To illustrate the point, consider the last time you heard or participated in a conversatino around race in a school. Perhaps it was within history class, maybe it was a discussion in an English course, or it could have been a variable studied in statistics.

Silenced are conversations drawing on anything other than an opposite-sexed normalizing of sexual identities of students.

In her book Dude, You’re a Fag, C.J. Pascoe examines how schools work to re-enforce heteronormative thinking and the othering of queer youth.

Describing the implicit curriculum, Pascoe describes the classroom of one teacher she studied, Ms. Macallister, as a “shrine to heterosexuality,” and explained Macallister’s use of language rooted in the assumption that all of her students could relate to examples of opposite-sex coupling and ignored relevant examples which might speak to LGBTQ students or their families.

“She instead reinforced, with the help of the students, a narrative of heterosexuality that depends on a similar age of the two partners, involves the state sanction of that relationship, and encourages procreation as central to such a relationship,” Pascoe writes.

Ironic, too, is the fact that many educators would likely claim to be accepting of students of all sexual orientations, even taking on the moniker of ally to signify that their classrooms are safe spaces. The numbers, though, tell a story that perhaps the enacted beliefs in schools are not living up to those espoused by these open-minded teachers. According to the 2011 GLSEN School Climate Survey, “56.9% of students reported hearing homophobic remarks from their teachers or other school staff, and 56.9% of students reported hearing negative remarks about gender expression from teachers or other school staff.” While it’s possible that none of these utterances was made by teachers who considered themselves allies of LGBTQ students, it’s highly unlikely.

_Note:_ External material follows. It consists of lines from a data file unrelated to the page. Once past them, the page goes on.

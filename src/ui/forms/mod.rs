//! Form rendering module
//!
//! - `field_renderer`: per-type field widgets
//! - `section`: the current section with its fields

mod field_renderer;
mod section;

pub use section::draw_section;
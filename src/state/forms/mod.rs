//! Form domain layer
//!
//! Session state for a schema-driven multi-step form: typed field values,
//! the engine that validates and navigates, and the views renderers read.

mod field;
mod form_state;
mod view;

pub use field::{format_number, FieldInput, FieldValue, FormValues};
pub use form_state::{BackNavigation, EngineOptions, FormEngine, FormError, Phase};
pub use view::{FieldView, NavigationView};
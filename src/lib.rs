//! Stepform - schema-driven multi-step form engine
//!
//! A form's groups, field types, validation rules and defaults come from a
//! declarative JSON schema. [`FormEngine`] owns the session: it validates every
//! change, gates section navigation and submission on validity, and saves
//! progress through a [`DraftStore`].

pub mod persistence;
pub mod schema;
pub mod state;
pub mod validation;

pub use persistence::{DraftStore, FileDraftStore, MemoryDraftStore, PersistenceError};
pub use schema::{
    load_schema, load_schema_str, FieldDescriptor, FieldType, FormSchema, SchemaError,
};
pub use state::{
    BackNavigation, EngineOptions, FieldInput, FieldValue, FieldView, FormEngine, FormError,
    FormValues, NavigationView, Phase,
};
pub use validation::{validate_field, validate_form, ValidationState};
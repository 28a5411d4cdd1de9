//! Configuration handling for the terminal front-end

use anyhow::{Context, Result};
use directories::ProjectDirs;
use serde::{Deserialize, Serialize};
use std::fs;
use std::path::{Path, PathBuf};
use stepform::persistence::DRAFT_FILE_NAME;
use stepform::{BackNavigation, EngineOptions};

/// User configuration
#[derive(Debug, Clone, Serialize, Deserialize, Default)]
pub struct AppConfig {
    /// Schema used when no path is given on the command line
    pub schema_path: Option<PathBuf>,
    /// Where the draft is kept (defaults to the data directory)
    pub draft_path: Option<PathBuf>,
    /// Allow Back while fields have errors
    pub allow_back_with_errors: Option<bool>,
}

impl AppConfig {
    fn project_dirs() -> Option<ProjectDirs> {
        ProjectDirs::from("io", "stepform", "stepform")
    }

    /// Get the config file path
    fn config_path() -> Option<PathBuf> {
        Self::project_dirs().map(|dirs| dirs.config_dir().join("config.json"))
    }

    /// Load configuration from the default location
    pub fn load() -> Result<Self> {
        match Self::config_path() {
            Some(path) => Self::load_from(&path),
            None => Ok(Self::default()),
        }
    }

    /// Load configuration from a file, defaults when it does not exist
    pub fn load_from(path: &Path) -> Result<Self> {
        if !path.exists() {
            return Ok(Self::default());
        }
        let content = fs::read_to_string(path)
            .with_context(|| format!("Failed to read config {}", path.display()))?;
        let config: AppConfig = serde_json::from_str(&content)
            .with_context(|| format!("Invalid config {}", path.display()))?;
        Ok(config)
    }

    /// Command-line path wins over the configured one
    pub fn resolve_schema_path(&self, cli: Option<PathBuf>) -> Option<PathBuf> {
        cli.or_else(|| self.schema_path.clone())
    }

    /// Configured draft path, or `formData.json` in the data directory
    pub fn resolve_draft_path(&self) -> Option<PathBuf> {
        self.draft_path.clone().or_else(|| {
            Self::project_dirs().map(|dirs| dirs.data_dir().join(DRAFT_FILE_NAME))
        })
    }

    pub fn engine_options(&self) -> EngineOptions {
        let back_navigation = if self.allow_back_with_errors.unwrap_or(false) {
            BackNavigation::Unrestricted
        } else {
            BackNavigation::BlockedByErrors
        };
        EngineOptions { back_navigation }
    }
}

#[cfg(test)]
mod tests {
    use super::*;

    #[test]
    fn test_default_config() {
        let config = AppConfig::default();
        assert!(config.schema_path.is_none());
        assert!(config.draft_path.is_none());
        assert!(config.allow_back_with_errors.is_none());
        assert_eq!(
            config.engine_options().back_navigation,
            BackNavigation::BlockedByErrors
        );
    }

    #[test]
    fn test_deserialize_from_empty_json() {
        let parsed: AppConfig = serde_json::from_str("{}").unwrap();
        assert!(parsed.schema_path.is_none());
    }

    #[test]
    fn test_deserialize_with_extra_fields() {
        // Should ignore unknown fields
        let json = r#"{"draft_path": "/tmp/d.json", "unknown_field": "value"}"#;
        let parsed: AppConfig = serde_json::from_str(json).unwrap();
        assert_eq!(parsed.draft_path, Some(PathBuf::from("/tmp/d.json")));
    }

    #[test]
    fn test_allow_back_with_errors() {
        let config = AppConfig {
            allow_back_with_errors: Some(true),
            ..Default::default()
        };
        assert_eq!(
            config.engine_options().back_navigation,
            BackNavigation::Unrestricted
        );
    }

    #[test]
    fn test_cli_schema_path_wins() {
        let config = AppConfig {
            schema_path: Some(PathBuf::from("configured.json")),
            ..Default::default()
        };
        assert_eq!(
            config.resolve_schema_path(Some(PathBuf::from("cli.json"))),
            Some(PathBuf::from("cli.json"))
        );
        assert_eq!(
            config.resolve_schema_path(None),
            Some(PathBuf::from("configured.json"))
        );
    }

    #[test]
    fn test_configured_draft_path_wins() {
        let config = AppConfig {
            draft_path: Some(PathBuf::from("/var/draft.json")),
            ..Default::default()
        };
        assert_eq!(
            config.resolve_draft_path(),
            Some(PathBuf::from("/var/draft.json"))
        );
    }

    #[test]
    fn test_default_draft_path_uses_slot_name() {
        if let Some(path) = AppConfig::default().resolve_draft_path() {
            assert!(path.ends_with(DRAFT_FILE_NAME));
        }
    }

    #[test]
    fn test_load_from_missing_file_is_default() {
        let dir = tempfile::tempdir().unwrap();
        let config = AppConfig::load_from(&dir.path().join("config.json")).unwrap();
        assert!(config.schema_path.is_none());
    }

    #[test]
    fn test_load_from_file() {
        let dir = tempfile::tempdir().unwrap();
        let path = dir.path().join("config.json");
        fs::write(&path, r#"{"allow_back_with_errors": true}"#).unwrap();
        let config = AppConfig::load_from(&path).unwrap();
        assert_eq!(config.allow_back_with_errors, Some(true));
    }

    #[test]
    fn test_load_from_invalid_file_is_error() {
        let dir = tempfile::tempdir().unwrap();
        let path = dir.path().join("config.json");
        fs::write(&path, "not json").unwrap();
        assert!(AppConfig::load_from(&path).is_err());
    }
}
//! Form field value objects

use serde::{Deserialize, Serialize};
use std::borrow::Cow;
use std::collections::BTreeMap;

/// Current values of one form session, keyed by field name
pub type FormValues = BTreeMap<String, FieldValue>;

/// Type-safe field values
///
/// Serialized untagged so a draft is a plain JSON object
/// (`{"name": "Ada", "year": 2025, "agree": true, "tags": ["a"]}`).
#[derive(Debug, Clone, PartialEq, Serialize, Deserialize)]
#[serde(untagged)]
pub enum FieldValue {
    Bool(bool),
    Number(f64),
    Text(String),
    List(Vec<String>),
}

impl Default for FieldValue {
    fn default() -> Self {
        FieldValue::Text(String::new())
    }
}

impl FieldValue {
    /// Empty string or empty list. Booleans and numbers are never empty.
    pub fn is_empty(&self) -> bool {
        match self {
            FieldValue::Text(s) => s.is_empty(),
            FieldValue::List(items) => items.is_empty(),
            FieldValue::Bool(_) | FieldValue::Number(_) => false,
        }
    }

    /// Get the value as text, formatting scalars the way they are displayed
    pub fn as_text(&self) -> Option<Cow<'_, str>> {
        match self {
            FieldValue::Text(s) => Some(Cow::Borrowed(s)),
            FieldValue::Number(n) => Some(Cow::Owned(format_number(*n))),
            FieldValue::Bool(b) => Some(Cow::Owned(b.to_string())),
            FieldValue::List(_) => None,
        }
    }

    /// Get the value as a finite number, parsing numeric text
    pub fn as_number(&self) -> Option<f64> {
        let n = match self {
            FieldValue::Number(n) => *n,
            FieldValue::Text(s) => s.trim().parse::<f64>().ok()?,
            FieldValue::Bool(_) | FieldValue::List(_) => return None,
        };
        n.is_finite().then_some(n)
    }

    /// Get the selected options of a checkbox group (empty for other values)
    pub fn as_list(&self) -> &[String] {
        match self {
            FieldValue::List(items) => items,
            _ => &[],
        }
    }

    /// Get the display value for rendering
    pub fn display_value(&self) -> String {
        match self {
            FieldValue::List(items) => items.join(", "),
            other => other.as_text().map(Cow::into_owned).unwrap_or_default(),
        }
    }
}

impl From<&str> for FieldValue {
    fn from(value: &str) -> Self {
        FieldValue::Text(value.to_string())
    }
}

impl From<String> for FieldValue {
    fn from(value: String) -> Self {
        FieldValue::Text(value)
    }
}

impl From<f64> for FieldValue {
    fn from(value: f64) -> Self {
        FieldValue::Number(value)
    }
}

impl From<bool> for FieldValue {
    fn from(value: bool) -> Self {
        FieldValue::Bool(value)
    }
}

impl From<Vec<String>> for FieldValue {
    fn from(value: Vec<String>) -> Self {
        FieldValue::List(value)
    }
}

/// A change event coming from a field renderer
#[derive(Debug, Clone, PartialEq)]
pub enum FieldInput {
    /// Replace the stored value as-is
    Value(FieldValue),
    /// Check or uncheck one option of a checkbox group
    Option { value: String, checked: bool },
    /// Plain (single) checkbox
    Checked(bool),
}

impl FieldInput {
    /// Apply this change to the previous value of a field
    pub(crate) fn apply(self, previous: Option<&FieldValue>) -> FieldValue {
        match self {
            FieldInput::Value(value) => value,
            FieldInput::Checked(checked) => FieldValue::Bool(checked),
            FieldInput::Option { value, checked } => {
                let mut selected: Vec<String> =
                    previous.map(|v| v.as_list().to_vec()).unwrap_or_default();
                if checked {
                    if !selected.contains(&value) {
                        selected.push(value);
                    }
                } else {
                    selected.retain(|v| v != &value);
                }
                FieldValue::List(selected)
            }
        }
    }
}

/// Format a number without a trailing `.0` for whole values
pub fn format_number(n: f64) -> String {
    if n.is_finite() && n.fract() == 0.0 && n.abs() < 1e15 {
        format!("{}", n as i64)
    } else {
        n.to_string()
    }
}
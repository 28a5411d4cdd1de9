//! Stepform - terminal front-end for schema-driven multi-step forms
//!
//! Usage: `stepform [schema.json]`. Progress is saved as a draft on every
//! Next and on Submit, and restored on the next start.

mod app;
mod config;
mod ui;

use anyhow::{Context, Result};
use app::App;
use config::AppConfig;
use crossterm::{
    event::{self, Event, KeyEventKind},
    execute,
    terminal::{disable_raw_mode, enable_raw_mode, EnterAlternateScreen, LeaveAlternateScreen},
};
use ratatui::{backend::CrosstermBackend, Terminal};
use std::fs;
use std::io;
use std::path::PathBuf;
use std::time::Duration;
use stepform::{load_schema_str, DraftStore, FileDraftStore, FormEngine};
use tracing_subscriber::{layer::SubscriberExt, util::SubscriberInitExt};

fn main() -> Result<()> {
    // Initialize logging
    tracing_subscriber::registry()
        .with(
            tracing_subscriber::EnvFilter::try_from_default_env()
                .unwrap_or_else(|_| "stepform=info".into()),
        )
        .with(tracing_subscriber::fmt::layer().with_writer(io::stderr))
        .init();

    let config = AppConfig::load()?;
    let schema_path = config
        .resolve_schema_path(std::env::args_os().nth(1).map(PathBuf::from))
        .context("No schema given: pass a path or set schema_path in config.json")?;
    let raw = fs::read_to_string(&schema_path)
        .with_context(|| format!("Failed to read schema {}", schema_path.display()))?;
    let schema = load_schema_str(&raw)
        .with_context(|| format!("Invalid schema {}", schema_path.display()))?;

    let draft_path = config
        .resolve_draft_path()
        .context("Could not determine where to keep the draft; set draft_path in config.json")?;
    let store = FileDraftStore::new(draft_path);
    tracing::info!("Using draft {}", store.path().display());

    let engine = FormEngine::with_options(schema, store, config.engine_options());
    let mut app = App::new(engine);

    // Setup terminal
    enable_raw_mode()?;
    let mut stdout = io::stdout();
    execute!(stdout, EnterAlternateScreen)?;
    let backend = CrosstermBackend::new(stdout);
    let mut terminal = Terminal::new(backend)?;

    let result = run_app(&mut terminal, &mut app);

    // Restore terminal
    disable_raw_mode()?;
    execute!(terminal.backend_mut(), LeaveAlternateScreen)?;
    terminal.show_cursor()?;

    // Handle any errors
    if let Err(err) = result {
        eprintln!("Error: {err:?}");
        std::process::exit(1);
    }

    if app.engine.is_submitted() {
        println!("Form submitted.");
    }

    Ok(())
}

fn run_app<B: ratatui::backend::Backend, S: DraftStore>(
    terminal: &mut Terminal<B>,
    app: &mut App<S>,
) -> Result<()> {
    loop {
        terminal.draw(|frame| ui::draw(frame, app))?;

        if event::poll(Duration::from_millis(100))? {
            if let Event::Key(key) = event::read()? {
                if key.kind == KeyEventKind::Press {
                    app.handle_key(key);
                }
            }
        }

        if app.should_quit() {
            return Ok(());
        }
    }
}
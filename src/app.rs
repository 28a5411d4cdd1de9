//! Application state and key handling
//!
//! Translates key presses into field change events and navigation calls on
//! the engine. Holds only presentation state (focus, option cursor, status).

use chrono::Local;
use crossterm::event::{KeyCode, KeyEvent, KeyModifiers};
use stepform::{
    DraftStore, FieldDescriptor, FieldInput, FieldType, FieldValue, FormEngine, FormError,
};

/// Main application struct
pub struct App<S> {
    pub engine: FormEngine<S>,
    /// Index of the focused field within the current section
    pub active_field: usize,
    /// Highlighted option of a focused checkbox group
    pub option_cursor: usize,
    /// Feedback shown in the status bar
    pub status_message: Option<String>,
    /// Whether the last status message reports a failure
    pub status_is_error: bool,
    quit: bool,
}

impl<S: DraftStore> App<S> {
    pub fn new(engine: FormEngine<S>) -> Self {
        let mut app = Self {
            engine,
            active_field: 0,
            option_cursor: 0,
            status_message: None,
            status_is_error: false,
            quit: false,
        };
        if !app.engine.values().is_empty() && !app.engine.is_valid() {
            app.set_error("Restored draft has errors");
        }
        app
    }

    /// Check if app should quit
    pub fn should_quit(&self) -> bool {
        self.quit
    }

    fn field_count(&self) -> usize {
        self.engine
            .schema()
            .group(self.engine.current_section_index())
            .map(|g| g.fields.len())
            .unwrap_or(0)
    }

    /// Descriptor of the focused field
    pub fn active_descriptor(&self) -> Option<&FieldDescriptor> {
        self.engine
            .schema()
            .group(self.engine.current_section_index())
            .and_then(|g| g.fields.get(self.active_field))
    }

    pub fn next_field(&mut self) {
        let count = self.field_count();
        if count > 0 {
            self.active_field = (self.active_field + 1) % count;
            self.option_cursor = 0;
        }
    }

    pub fn prev_field(&mut self) {
        let count = self.field_count();
        if count == 0 {
            return;
        }
        self.active_field = if self.active_field == 0 {
            count - 1
        } else {
            self.active_field - 1
        };
        self.option_cursor = 0;
    }

    fn set_info(&mut self, message: impl Into<String>) {
        self.status_message = Some(message.into());
        self.status_is_error = false;
    }

    fn set_error(&mut self, message: impl Into<String>) {
        self.status_message = Some(message.into());
        self.status_is_error = true;
    }

    pub fn handle_key(&mut self, key: KeyEvent) {
        let ctrl = key.modifiers.contains(KeyModifiers::CONTROL);
        match key.code {
            KeyCode::Esc => self.quit = true,
            KeyCode::Char('c') if ctrl => self.quit = true,
            KeyCode::Char('n') if ctrl => self.go_next(),
            KeyCode::Char('b') if ctrl => self.go_back(),
            KeyCode::Char('s') if ctrl => self.submit(),
            KeyCode::Tab => self.next_field(),
            KeyCode::BackTab => self.prev_field(),
            _ if self.engine.is_submitted() => {}
            _ => self.handle_field_key(key),
        }
    }

    fn handle_field_key(&mut self, key: KeyEvent) {
        let Some(field) = self.active_descriptor().cloned() else {
            return;
        };
        let current = self.engine.value(&field.name).cloned();

        let input = match (field.field_type, key.code) {
            (FieldType::Text | FieldType::Textarea | FieldType::Number, KeyCode::Char(c)) => {
                let mut text = current.map(|v| v.display_value()).unwrap_or_default();
                text.push(c);
                Some(FieldInput::Value(FieldValue::Text(text)))
            }
            (FieldType::Text | FieldType::Textarea | FieldType::Number, KeyCode::Backspace) => {
                let mut text = current.map(|v| v.display_value()).unwrap_or_default();
                text.pop();
                Some(FieldInput::Value(FieldValue::Text(text)))
            }
            (FieldType::Textarea, KeyCode::Enter) => {
                let mut text = current.map(|v| v.display_value()).unwrap_or_default();
                text.push('\n');
                Some(FieldInput::Value(FieldValue::Text(text)))
            }
            (FieldType::Dropdown | FieldType::Radio, KeyCode::Left | KeyCode::Right) => {
                let forward = key.code == KeyCode::Right;
                cycle_option(&field, current.as_ref(), forward)
                    .map(|value| FieldInput::Value(FieldValue::Text(value)))
            }
            (FieldType::Slider | FieldType::Number, KeyCode::Left | KeyCode::Right) => {
                let forward = key.code == KeyCode::Right;
                Some(FieldInput::Value(FieldValue::Number(step_number(
                    &field,
                    current.as_ref(),
                    forward,
                ))))
            }
            (FieldType::Checkbox, KeyCode::Up) => {
                self.option_cursor = self.option_cursor.saturating_sub(1);
                None
            }
            (FieldType::Checkbox, KeyCode::Down) => {
                if self.option_cursor + 1 < field.options.len() {
                    self.option_cursor += 1;
                }
                None
            }
            (FieldType::Checkbox, KeyCode::Char(' ')) => {
                if field.is_checkbox_group() {
                    field.options.get(self.option_cursor).map(|option| {
                        let checked = current
                            .as_ref()
                            .is_some_and(|v| v.as_list().contains(&option.value));
                        FieldInput::Option {
                            value: option.value.clone(),
                            checked: !checked,
                        }
                    })
                } else {
                    let checked = matches!(current, Some(FieldValue::Bool(true)));
                    Some(FieldInput::Checked(!checked))
                }
            }
            _ => None,
        };

        if let Some(input) = input {
            if let Err(e) = self.engine.set_field_value(&field.name, input) {
                self.set_error(e.to_string());
            }
        }
    }

    fn go_next(&mut self) {
        match self.engine.go_next() {
            Ok(_) => {
                self.active_field = 0;
                self.option_cursor = 0;
                self.set_info(format!("Draft saved at {}", Local::now().format("%H:%M:%S")));
            }
            Err(e) => self.report(e),
        }
    }

    fn go_back(&mut self) {
        match self.engine.go_back() {
            Ok(_) => {
                self.active_field = 0;
                self.option_cursor = 0;
                self.status_message = None;
            }
            Err(e) => self.report(e),
        }
    }

    fn submit(&mut self) {
        match self.engine.submit() {
            Ok(()) => self.set_info(format!(
                "Form submitted successfully at {}",
                Local::now().format("%H:%M:%S")
            )),
            Err(e) => self.report(e),
        }
    }

    fn report(&mut self, error: FormError) {
        if let FormError::Persistence(ref inner) = error {
            tracing::warn!("Draft was not saved: {inner}");
        }
        self.set_error(error.to_string());
    }
}

/// Next/previous option value of a dropdown or radio group, wrapping
fn cycle_option(
    field: &FieldDescriptor,
    current: Option<&FieldValue>,
    forward: bool,
) -> Option<String> {
    let count = field.options.len();
    if count == 0 {
        return None;
    }
    let position = current
        .and_then(|v| v.as_text())
        .and_then(|text| field.options.iter().position(|o| o.value == text));
    let index = match (position, forward) {
        (None, true) => 0,
        (None, false) => count - 1,
        (Some(i), true) => (i + 1) % count,
        (Some(i), false) => (i + count - 1) % count,
    };
    Some(field.options[index].value.clone())
}

/// Step a numeric value, clamped to the field bounds
fn step_number(field: &FieldDescriptor, current: Option<&FieldValue>, forward: bool) -> f64 {
    let step = field.step_or_default();
    let base = current
        .and_then(FieldValue::as_number)
        .or(field.min)
        .unwrap_or(0.0);
    let mut next = if forward { base + step } else { base - step };
    if let Some(min) = field.min {
        next = next.max(min);
    }
    if let Some(max) = field.max {
        next = next.min(max);
    }
    next
}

Creating a safe space for LGBTQ students means more than a sticker on the door and a showing of a selection of “It Gets Better” youtube videos. It means thinking about the language we use in our classrooms, monitoring and discussing the language students use with one another, and considering the messages sent by the artifacts we use in our teaching.

Many teachers may point to the conservative views of local communities or discomfort or awkwardness around making explicit an effort to shift a normalized belief. The answer to these teachers must be, “Be the adult in the room.”

We must remember that we are often the most powerful force for keeping our students safe in the classroom, that each time we let hurtful or careless language or acts go by un-examined or un-challenged, we indicate tacit agreement. The message of that agreement does not serve our students, no matter their sexual orientation, it speaks and shouts that it is acceptable to other those in our community and suggests some people are worth respecting and others aren’t because we do not care to understand who they are.

For those not ready to walk into the classroom and have a frank and open discussion of sexuality, some need for time and reflection is understandable. The key, though, and the immediate step that must be taken if you are not ready to start tomorrow is to stop doing and saying things that lead any students to feel as though they are less than. That, we can all do today.